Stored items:
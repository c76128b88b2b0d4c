//! Public key classification and construction.
//!
//! A key file holds a `(public-key (ALGO ...))` expression. [`KeyAlgorithm::classify`]
//! decides which verification path applies; [`PublicKey::from_sexp`] goes one
//! step further and extracts the parameters into a key that can verify.

mod algorithm;
mod public;

pub use algorithm::{ClassifyError, KeyAlgorithm, PUBLIC_KEY_TAG};
pub use public::{KeyError, PublicKey};
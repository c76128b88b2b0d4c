//! CLI commands.

use std::process::ExitCode;

pub mod directory;
pub mod key;

pub use directory::{check, serial, whois};
pub use key::{challenge, show_key, verify};

/// How a command that ran without error turned out.
#[derive(Debug, Clone, Copy, PartialEq, Eq)]
pub enum Outcome {
    /// Registered, resolved or accepted.
    Success,
    /// Not registered, or the signature was rejected.
    Negative,
}

impl From<Outcome> for ExitCode {
    fn from(outcome: Outcome) -> Self {
        match outcome {
            Outcome::Success => ExitCode::SUCCESS,
            Outcome::Negative => ExitCode::from(2),
        }
    }
}
//! Key algorithm classification.

use std::fmt;

use crate::sexp::Sexp;

/// Tag of the outer list of every public key expression.
pub const PUBLIC_KEY_TAG: &[u8] = b"public-key";

/// OID that libgcrypt accepts as an alias for the Ed25519 curve.
const ED25519_OID: &[u8] = b"1.3.6.1.4.1.11591.15.1";

/// Errors that can occur while classifying a key expression.
#[derive(Debug, Clone, PartialEq, Eq, thiserror::Error)]
#[non_exhaustive]
pub enum ClassifyError {
    /// The expression is an atom or an empty list.
    #[error("empty key expression")]
    Empty,

    /// The expression lacks the expected structure.
    #[error("malformed key expression: {0}")]
    Malformed(&'static str),

    /// The algorithm name is neither `rsa` nor `ecc`.
    #[error("unsupported key algorithm `{0}`")]
    Unsupported(String),

    /// An `ecc` key that is not an EdDSA key on Ed25519.
    #[error("unsupported ecc key on curve `{curve}`: only Ed25519 with the eddsa flag is accepted")]
    UnsupportedCurve { curve: String },
}

/// Signature algorithm families accepted for smartcard keys.
#[derive(Debug, Clone, Copy, PartialEq, Eq, Hash)]
pub enum KeyAlgorithm {
    /// RSA, verified with PKCS#1 v1.5 over a SHA-1 sized challenge.
    Rsa,
    /// EdDSA on Curve25519, verified over the raw challenge bytes.
    Ed25519,
}

impl KeyAlgorithm {
    /// Determine the algorithm family of a `(public-key (ALGO ...))` expression.
    ///
    /// An `ecc` key is only accepted when it carries the `eddsa` flag and
    /// names the Ed25519 curve.
    ///
    /// # Errors
    ///
    /// Returns a [`ClassifyError`] for empty or malformed expressions and
    /// for every algorithm other than the two supported ones.
    pub fn classify(key: &Sexp) -> Result<Self, ClassifyError> {
        match key.as_list() {
            Some(items) if !items.is_empty() => {}
            _ => return Err(ClassifyError::Empty),
        }
        if key.tag() != Some(PUBLIC_KEY_TAG) {
            return Err(ClassifyError::Malformed("missing public-key tag"));
        }

        let params = key
            .get(1)
            .filter(|params| params.is_list())
            .ok_or(ClassifyError::Malformed("missing algorithm parameters"))?;
        let name = params
            .tag()
            .ok_or(ClassifyError::Malformed("missing algorithm name"))?;

        match name {
            b"rsa" => Ok(Self::Rsa),
            b"ecc" => classify_ecc(params),
            other => Err(ClassifyError::Unsupported(
                String::from_utf8_lossy(other).into_owned(),
            )),
        }
    }

    /// Short name, as shown in logs and diagnostics.
    #[must_use]
    pub fn as_str(self) -> &'static str {
        match self {
            Self::Rsa => "rsa",
            Self::Ed25519 => "Ed25519",
        }
    }
}

impl fmt::Display for KeyAlgorithm {
    fn fmt(&self, f: &mut fmt::Formatter<'_>) -> fmt::Result {
        f.write_str(self.as_str())
    }
}

fn classify_ecc(params: &Sexp) -> Result<KeyAlgorithm, ClassifyError> {
    let eddsa = params
        .find_token(b"flags")
        .and_then(Sexp::as_list)
        .is_some_and(|flags| flags[1..].iter().any(|f| f.as_atom() == Some(&b"eddsa"[..])));
    let curve = params.find_token(b"curve").and_then(|c| c.atom_at(1));

    match curve {
        Some(curve) if eddsa && is_ed25519(curve) => Ok(KeyAlgorithm::Ed25519),
        _ => Err(ClassifyError::UnsupportedCurve {
            curve: curve
                .map(|c| String::from_utf8_lossy(c).into_owned())
                .unwrap_or_default(),
        }),
    }
}

fn is_ed25519(curve: &[u8]) -> bool {
    curve.eq_ignore_ascii_case(b"Ed25519") || curve == ED25519_OID
}
#![forbid(unsafe_code)]
#![warn(unused, clippy::unused_self, missing_debug_implementations, rust_2018_idioms)]

//! # economy-announce
//!
//! The outbound announcement queue (spec.md §4.6): template rendering,
//! content-hash dedup, a short batching delay, and a per-channel rate
//! limiter sit between every producer (scheduler, dispatcher) and the
//! single chat-collaborator consumer.

pub mod dedup;
pub mod error;
pub mod queue;
pub mod ratelimit;
pub mod template;

pub use dedup::DedupRing;
pub use error::AnnounceError;
pub use queue::Announcer;
pub use ratelimit::ChannelRateLimiter;
//! Daily competitions (spec.md §4.5): evaluated once a day at
//! `evaluate_hour_utc`, each competition is either a threshold (everyone
//! who earned at least `threshold` today gets `reward`) or a single winner
//! (the top earner gets `reward`, or a percentage of what they earned).

use chrono::Utc;
use economy_core::config::ConfigHandle;
use economy_core::keys::AccountKey;
use economy_ledger::Ledger;
use parking_lot::Mutex;
use std::collections::HashMap;
use tracing::{instrument, warn};

use crate::clock;
use economy_announce::Announcer;

pub struct CompetitionsTask {
    config: ConfigHandle,
    ledger: Ledger,
    announcer: Announcer,
    last_evaluated: Mutex<HashMap<String, chrono::NaiveDate>>,
}

impl CompetitionsTask {
    pub fn new(config: ConfigHandle, ledger: Ledger, announcer: Announcer) -> Self {
        Self { config, ledger, announcer, last_evaluated: Mutex::new(HashMap::new()) }
    }

    pub async fn run(self, mut shutdown: tokio::sync::watch::Receiver<bool>) {
        loop {
            let hour = self.config.current().daily_competitions.evaluate_hour_utc;
            tokio::select! {
                _ = clock::sleep_until_hour_utc(hour) => {
                    if let Err(error) = self.evaluate().await {
                        warn!(%error, "competition evaluation failed");
                    }
                }
                _ = shutdown.changed() => {
                    if *shutdown.borrow() {
                        return;
                    }
                }
            }
        }
    }

    #[instrument(skip(self))]
    async fn evaluate(&self) -> Result<(), economy_ledger::LedgerError> {
        let config = self.config.current();
        if !config.daily_competitions.enabled {
            return Ok(());
        }
        let today = Utc::now().date_naive();

        for channel in &config.channels {
            {
                let mut last = self.last_evaluated.lock();
                if last.get(channel) == Some(&today) {
                    continue;
                }
                last.insert(channel.clone(), today);
            }

            for competition in &config.daily_competitions.competitions {
                match competition.condition_type.as_str() {
                    "daily_threshold" => {
                        let earners = self.ledger.top_earners_over_days(channel, 0, i64::MAX).await?;
                        for entry in earners.iter().filter(|e| e.value >= competition.threshold) {
                            self.reward_winner(channel, &entry.username, competition.reward).await?;
                        }
                    }
                    "daily_top" => {
                        let top = self.ledger.top_earners_over_days(channel, 0, 1).await?;
                        if let Some(winner) = top.into_iter().next() {
                            let reward = match competition.percentage_of_earnings {
                                Some(pct) => ((winner.value as f64) * pct).round() as i64,
                                None => competition.reward,
                            };
                            self.reward_winner(channel, &winner.username, reward).await?;
                        }
                    }
                    other => {
                        warn!(condition_type = other, id = %competition.id, "unknown competition condition_type");
                    }
                }
            }
        }
        Ok(())
    }

    async fn reward_winner(&self, channel: &str, username: &str, reward: i64) -> Result<(), economy_ledger::LedgerError> {
        if reward <= 0 {
            return Ok(());
        }
        let key = AccountKey::new(username.to_string(), channel.to_string());
        self.ledger
            .credit(&key, reward, "earn", "competition", "daily competition reward", None, None)
            .await?;
        self.announcer.announce(
            channel,
            "competition_winner",
            HashMap::from([("username".to_string(), username.to_string()), ("reward".to_string(), reward.to_string())]),
        );
        Ok(())
    }
}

- **Your assignment**
For this exercise, copy every line of the data that holds "shutdown".

- **Exercise result**
    pub async fn run(self, mut shutdown: tokio::sync::watch::Receiver<bool>) {
                _ = shutdown.changed() => {
                    if *shutdown.borrow() {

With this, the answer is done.